This thesis will in turn examine the reasons behind, origins of and influences upon Jabès’s concept of ‘the Book’, in his life and in the impressions made on him by the surrounding historical events of the time. These events include the Shoah, and the Suez crisis, with the poet’s resulting exile. The thesis also marks out and traces the most important characteristics of Jabès’s unique Book (which incorporates all 26 volumes of his life’s work – most notably, the seven-volume series of Le Livre des Questions.)
Also, Jabès’s friendships with some of the key French intellectuals of the 20th century – Jacques Derrida, Maurice Blanchot and Emmanuel Levinas – will be considered in relation to the four writers’ field of mutual influence with respect to relevant literary and philosophical questions on, most particularly: the ‘trace’, the ‘Other’, the poet/writer and the Jew, and Judaism and the Book.
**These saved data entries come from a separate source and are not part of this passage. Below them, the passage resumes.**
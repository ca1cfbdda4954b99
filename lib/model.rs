//! Interface to the external tight-binding model collaborator.
//!
//! The Wannierization engine never constructs Hamiltonians itself; it only
//! needs the geometry of the model and a way to evaluate and diagonalize its
//! Bloch Hamiltonian at arbitrary k-points.

use ndarray as nd;
use ndarray_linalg::{ self as la, EighInto, error::LinalgError };
use num_complex::Complex64 as C64;

/// A periodic tight-binding model sampled in reciprocal space.
///
/// Implementors expose the lattice geometry and a Bloch-Hamiltonian
/// generator; the provided [`solve_kpt`][Self::solve_kpt] diagonalizer
/// suffices for any Hermitian model. Eigenvectors are returned with one
/// state per row (`[band, orbital]`), ordered by ascending eigenvalue, in
/// the cell-periodic gauge (no `exp(i k·τ)` orbital phases).
///
/// The Hamiltonian must be built in the atomic gauge, carrying the
/// orbital-position phases,
/// `H_mn(k) = Σ_R t_mn(R) exp(i 2π k·(R + τ_n - τ_m))`, so that its
/// eigenvectors satisfy the periodic-gauge condition
/// `u(k + G) = u(k)·exp(-i 2π τ·G)` assumed by the boundary-phase table.
pub trait TightBinding {
    /// Number of periodic dimensions.
    fn dim(&self) -> usize;

    /// Number of orbitals in the home cell.
    fn n_orb(&self) -> usize;

    /// Real-space primitive vectors (rows).
    fn lat_vecs(&self) -> nd::Array2<f64>;

    /// Orbital positions in reduced coordinates (rows).
    fn orb_positions(&self) -> nd::Array2<f64>;

    /// Bloch Hamiltonian at a reduced k-point, `[n_orb, n_orb]`, Hermitian.
    fn hamiltonian(&self, kpt: nd::ArrayView1<f64>) -> nd::Array2<C64>;

    /// Diagonalize the Bloch Hamiltonian at a reduced k-point, returning
    /// eigenvalues and row-wise eigenstates.
    fn solve_kpt(&self, kpt: nd::ArrayView1<f64>)
        -> Result<(nd::Array1<f64>, nd::Array2<C64>), LinalgError>
    {
        let (evals, evecs) =
            self.hamiltonian(kpt).eigh_into(la::UPLO::Lower)?;
        Ok((evals, evecs.t().to_owned()))
    }
}

impl<M: TightBinding + ?Sized> TightBinding for &M {
    fn dim(&self) -> usize { (**self).dim() }
    fn n_orb(&self) -> usize { (**self).n_orb() }
    fn lat_vecs(&self) -> nd::Array2<f64> { (**self).lat_vecs() }
    fn orb_positions(&self) -> nd::Array2<f64> { (**self).orb_positions() }
    fn hamiltonian(&self, kpt: nd::ArrayView1<f64>) -> nd::Array2<C64> {
        (**self).hamiltonian(kpt)
    }
    fn solve_kpt(&self, kpt: nd::ArrayView1<f64>)
        -> Result<(nd::Array1<f64>, nd::Array2<C64>), LinalgError>
    {
        (**self).solve_kpt(kpt)
    }
}

#[cfg(test)]
mod tests {
    use super::*;
    use ndarray as nd;
    use num_complex::Complex64 as C64;

    // two decoupled orbitals with onsite energies ∓1
    struct Atomic;

    impl TightBinding for Atomic {
        fn dim(&self) -> usize { 1 }
        fn n_orb(&self) -> usize { 2 }
        fn lat_vecs(&self) -> nd::Array2<f64> { nd::array![[1.0]] }
        fn orb_positions(&self) -> nd::Array2<f64> {
            nd::array![[0.0], [0.5]]
        }
        fn hamiltonian(&self, _kpt: nd::ArrayView1<f64>) -> nd::Array2<C64> {
            nd::array![
                [C64::new(-1.0, 0.0), C64::new(0.0, 0.0)],
                [C64::new(0.0, 0.0), C64::new(1.0, 0.0)],
            ]
        }
    }

    #[test]
    fn default_solver_orders_states_by_energy() {
        let k = nd::array![0.25];
        let (evals, evecs) = Atomic.solve_kpt(k.view()).unwrap();
        assert!((evals[0] + 1.0).abs() < 1e-14);
        assert!((evals[1] - 1.0).abs() < 1e-14);
        // rows are states
        assert!((evecs[[0, 0]].norm() - 1.0).abs() < 1e-14);
        assert!((evecs[[1, 1]].norm() - 1.0).abs() < 1e-14);
    }
}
It is hoped that the outcome of this research project will be a wider appreciation of Jabès’s literary work, with its unique voice and techniques, and its poetic, philosophical and semi-religious ideas. In addition I hope to demonstrate that Jabès’s literary-philosophical ideas remain directly relevant to the ways in which we experience literature, poetry and the book in the 21st century, and that his ideas have ongoing significance.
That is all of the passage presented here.